Unemployment benefits would be cut by nearly half in a new plan proposed by Senate Republicans on Monday.
The plan would pay the new $200 subsidy through September. In October, that would be replaced by a different formula capping total state and federal jobless benefits at 70% of lost wages.
The $200-a-week Republican plan would give the average worker about $521 a week in federal and state unemployment benefits, according to a CNBC analysis of Labor Department data for May.
That amounts to a 43% cut in total benefits when compared with the prior, $600-a-week policy, a temporary measure enacted in March under a federal relief law.
The proposal would impact nearly 32 million Americans currently receiving unemployment benefits — about five times the level of the Great Recession more than a decade ago.
The experience would vary significantly between states, which set their own benefit levels.
In Oklahoma, for example, benefits would fall 62% to $244 a week under the Republican proposal — the most significant decline for any state relative to prior policy.
In Hawaii, the decline would be least severe — a 38% cut to $666 a week.
"That's a pretty difficult situation for people," Michele Evermore, senior policy analyst at the National Employment Law Project, said of residents in states paying lesser weekly benefits.
"Right now, we know the $600 is working," she said. "I don't know what's different from the pandemic now than in March, except that it's worse."

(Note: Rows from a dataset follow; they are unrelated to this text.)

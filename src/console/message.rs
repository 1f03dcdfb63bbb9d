//! Message renderer: turns any action outcome into the single display surface.
//!
//! The surface holds exactly one message. Every render replaces the previous
//! content; nothing is appended or queued.

use crate::remote::{RemoteError, RemoteResponse, ResponseKind};
use std::fmt;

/// Anything an action can hand to the renderer.
#[derive(Debug, Clone, PartialEq, Eq)]
pub enum Payload {
    /// A response-like object with a textual body.
    Response(RemoteResponse),
    /// A locally authored string.
    Text(String),
    /// String conversion of an arbitrary value.
    Other(String),
}

impl Payload {
    pub fn text(message: impl Into<String>) -> Self {
        Payload::Text(message.into())
    }

    pub fn other(value: &impl fmt::Display) -> Self {
        Payload::Other(value.to_string())
    }
}

impl From<RemoteResponse> for Payload {
    fn from(response: RemoteResponse) -> Self {
        Payload::Response(response)
    }
}

impl From<RemoteError> for Payload {
    fn from(error: RemoteError) -> Self {
        match error {
            RemoteError::Status { response, .. } => Payload::Response(response),
            other => Payload::other(&other),
        }
    }
}

/// What the surface currently shows.
#[derive(Debug, Clone, PartialEq, Eq)]
pub enum Rendered {
    /// Raw markup, presented as formatted content.
    Markup(String),
    /// Literal text, shown exactly as received.
    Text(String),
}

impl Rendered {
    /// Apply the rendering rules to a payload.
    pub fn from_payload(payload: Payload) -> Self {
        match payload {
            Payload::Response(response) => match response.kind {
                ResponseKind::Markup => Rendered::Markup(response.body),
                ResponseKind::Text => Rendered::Text(response.body),
            },
            Payload::Text(text) | Payload::Other(text) => Rendered::Text(text),
        }
    }

    pub fn is_markup(&self) -> bool {
        matches!(self, Rendered::Markup(_))
    }

    /// The stored content, before any markup conversion.
    pub fn raw(&self) -> &str {
        match self {
            Rendered::Markup(body) | Rendered::Text(body) => body,
        }
    }

    /// Lines for a terminal: markup is flattened to text, plain text is kept
    /// verbatim.
    pub fn lines(&self) -> Vec<String> {
        match self {
            Rendered::Markup(body) => markup_to_lines(body),
            Rendered::Text(body) => body.lines().map(str::to_string).collect(),
        }
    }
}

/// The single display surface.
#[derive(Debug, Clone, Default, PartialEq, Eq)]
pub struct MessageBox {
    current: Option<Rendered>,
}

impl MessageBox {
    pub fn new() -> Self {
        Self::default()
    }

    /// Render a payload, replacing whatever was shown before.
    pub fn show(&mut self, payload: impl Into<Payload>) -> &Rendered {
        self.current.insert(Rendered::from_payload(payload.into()))
    }

    pub fn current(&self) -> Option<&Rendered> {
        self.current.as_ref()
    }

    pub fn clear(&mut self) {
        self.current = None;
    }
}

impl From<&str> for Payload {
    fn from(message: &str) -> Self {
        Payload::Text(message.to_string())
    }
}

impl From<String> for Payload {
    fn from(message: String) -> Self {
        Payload::Text(message)
    }
}

const LINE_BREAK_TAGS: [&str; 10] = ["br", "/p", "p", "/tr", "/div", "/li", "/h1", "/h2", "/h3", "/table"];

/// Flatten markup into display lines. Tags that end a block become line
/// breaks, every other tag is dropped, and the common entities are decoded.
pub fn markup_to_lines(markup: &str) -> Vec<String> {
    let mut text = String::with_capacity(markup.len());
    let mut rest = markup;

    while let Some(open) = rest.find('<') {
        text.push_str(&rest[..open]);
        let after = &rest[open + 1..];
        match after.find('>') {
            Some(close) => {
                let tag = after[..close].trim().trim_end_matches('/').trim();
                let name = tag
                    .split(|c: char| c.is_whitespace())
                    .next()
                    .unwrap_or_default()
                    .to_ascii_lowercase();
                if LINE_BREAK_TAGS.contains(&name.as_str()) {
                    text.push('\n');
                } else if name == "/td" || name == "/th" {
                    text.push(' ');
                }
                rest = &after[close + 1..];
            }
            None => {
                // Unterminated tag: keep the remainder as text.
                text.push_str(&rest[open..]);
                rest = "";
            }
        }
    }
    text.push_str(rest);

    decode_entities(&text)
        .lines()
        .map(|line| line.split_whitespace().collect::<Vec<_>>().join(" "))
        .filter(|line| !line.is_empty())
        .collect()
}

fn decode_entities(text: &str) -> String {
    text.replace("&nbsp;", " ")
        .replace("&lt;", "<")
        .replace("&gt;", ">")
        .replace("&quot;", "\"")
        .replace("&#39;", "'")
        .replace("&amp;", "&")
}
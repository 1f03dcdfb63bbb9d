//! Constants used throughout the application
//!
//! This module centralizes operator-facing messages, defaults, and UI text.

// Local validation messages
pub const MSG_EMPTY_DATABASE_NAME: &str = "Database name should not be empty.";
pub const MSG_EMPTY_RESTORE_DATABASE: &str = "Restore database should not be empty.";
pub const MSG_EMPTY_RESTORE_DATE: &str = "Restore date should not be empty.";

// Progress messages shown while a call is in flight
pub const PROGRESS_STATUS: &str = "Loading Database Status ...";
pub const PROGRESS_START: &str = "Starting Database ...";
pub const PROGRESS_STOP: &str = "Shutdown Database ...";
pub const PROGRESS_CREATE: &str = "Create Database ...";

// Download messages
pub const MSG_NO_BACKUP_SELECTED: &str = "No backup archive to download. List backups for a date first.";
pub const MSG_DOWNLOAD_SAVED: &str = "Saved";
pub const MSG_DOWNLOAD_FAILED: &str = "Download failed";

// UI Messages
pub const CONFIG_GENERATED: &str = "Generated default configuration file";
pub const DIALOG_TITLE_DEBUG_LOGS: &str = "Debug Logs - Press 'Esc' or 'q' to close";
pub const STATUS_HINTS: &str = "F5 status • F6 start • F7 stop • Enter run • Tab next • F1 help • Esc quit";

// Defaults
pub const DEFAULT_SERVICE_ROOT: &str = "http://localhost:8080/";
pub const DEFAULT_TIMEOUT_SECS: u64 = 30;
pub const MAX_TIMEOUT_SECS: u64 = 600;
/// Backup folders on the service are named with this format.
pub const BACKUP_DATE_FORMAT: &str = "%Y-%m-%d";

// Files
pub const APP_DIR_NAME: &str = "dbpanel";
pub const LOCAL_CONFIG_FILE: &str = "dbpanel.toml";
pub const LOG_FILE_NAME: &str = "dbpanel.log";
//! Layout management and calculations

use ratatui::layout::{Constraint, Direction, Layout, Rect};

/// Height of one bordered input field
pub const FIELD_HEIGHT: u16 = 3;

/// Manages layout calculations and constraints for the UI
pub struct LayoutManager;

impl LayoutManager {
    /// Calculate the main layout areas (panel on top, status bar below)
    #[must_use]
    pub fn main_layout(area: Rect) -> Vec<Rect> {
        Layout::default()
            .direction(Direction::Vertical)
            .constraints([Constraint::Min(0), Constraint::Length(1)])
            .split(area)
            .to_vec()
    }

    /// Calculate the top pane layout (form + output side by side)
    #[must_use]
    pub fn top_pane_layout(area: Rect) -> Vec<Rect> {
        let form_width = std::cmp::min(area.width * 2 / 5, 48);

        Layout::default()
            .direction(Direction::Horizontal)
            .constraints([Constraint::Length(form_width), Constraint::Min(0)])
            .split(area)
            .to_vec()
    }

    /// Calculate the output pane layout (message surface above, links below)
    #[must_use]
    pub fn output_pane_layout(area: Rect, links_height: u16) -> Vec<Rect> {
        Layout::default()
            .direction(Direction::Vertical)
            .constraints([Constraint::Min(3), Constraint::Length(links_height)])
            .split(area)
            .to_vec()
    }

    /// Split the form area into `count` stacked input fields
    #[must_use]
    pub fn form_fields(area: Rect, count: usize) -> Vec<Rect> {
        let mut constraints = vec![Constraint::Length(FIELD_HEIGHT); count];
        constraints.push(Constraint::Min(0));

        Layout::default()
            .direction(Direction::Vertical)
            .constraints(constraints)
            .split(area)
            .iter()
            .take(count)
            .copied()
            .collect()
    }

    /// Calculate a centered rectangle within the given area
    #[must_use]
    pub fn centered_rect(percent_x: u16, percent_y: u16, r: Rect) -> Rect {
        let popup_layout = Layout::default()
            .direction(Direction::Vertical)
            .constraints([
                Constraint::Percentage((100 - percent_y) / 2),
                Constraint::Percentage(percent_y),
                Constraint::Percentage((100 - percent_y) / 2),
            ])
            .split(r);

        Layout::default()
            .direction(Direction::Horizontal)
            .constraints([
                Constraint::Percentage((100 - percent_x) / 2),
                Constraint::Percentage(percent_x),
                Constraint::Percentage((100 - percent_x) / 2),
            ])
            .split(popup_layout[1])[1]
    }

    /// Calculate help panel dimensions based on screen size
    #[must_use]
    pub fn help_panel_dimensions(screen_width: u16, screen_height: u16) -> (u16, u16) {
        let help_width = if screen_width < 80 { 90 } else { 70 };
        let help_height = if screen_height < 40 { 90 } else { 75 };
        (help_width, help_height)
    }
}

Republicans want to cut federal aid for the unemployed due to the belief that it's too generous and offers a disincentive to find work, thereby tamping down on the economic recovery.
Democrats want to extend the $600-a-week benefit, warning of economic catastrophe without it.
Proponents of current policy say it's well targeted to those most in need of the money and is propping up consumer spending at a delicate time, when coronavirus infections are rising across the country and state officials have imposed new shutdown measures.
While the $600 payments, which pay some workers more than lost wages, may offer a disincentive to find work in a normal economy, it's not a big factor in the current recession when there aren't many jobs to be had, proponents said.
There are currently 14 million more unemployed workers than job openings, according to the Economic Policy Institute, a left-leaning think tank.
The $200 a week flat payment would serve as a bridge for states until they can implement a more individualized structure for unemployed workers that replaces 70% of their lost wages.
An unemployed worker who made $1,000 a week before the pandemic would expect $700 a week in federal and state benefits under that framework.
Such a policy would constitute a significant cut in benefits for some workers, especially those earning lower wages, many of whom more than fully replaced their prior pay with the extra $600 a week.
Consider a fast food cook, for example.
Overall, fast-food cooks make $11 an hour, or about $452 a week, according to the Bureau of Labor Statistics. A 70% income replacement would give this person $316 in total unemployment benefits per week — about a third of what the average American gets with the current policy.
Republicans would put a $500-a-week cap in place, effectively limiting wage replacement for higher earners to less than 70%.
This 70%-income-replacement policy would take a long time to implement due to technical challenges associated with antiquated computer systems, according to labor experts.
That means the $200-a-week flat payment would likely be in place for several weeks or months during the transition.
"It would be very difficult to do that," said Michael Farren, a research fellow at George Mason University, who estimated it could take states anywhere from two to five months to implement.
States unable to implement the new formula by Oct. 5 can apply for a waiver from the Labor Department to continue paying the fixed $200 a week for up to two months.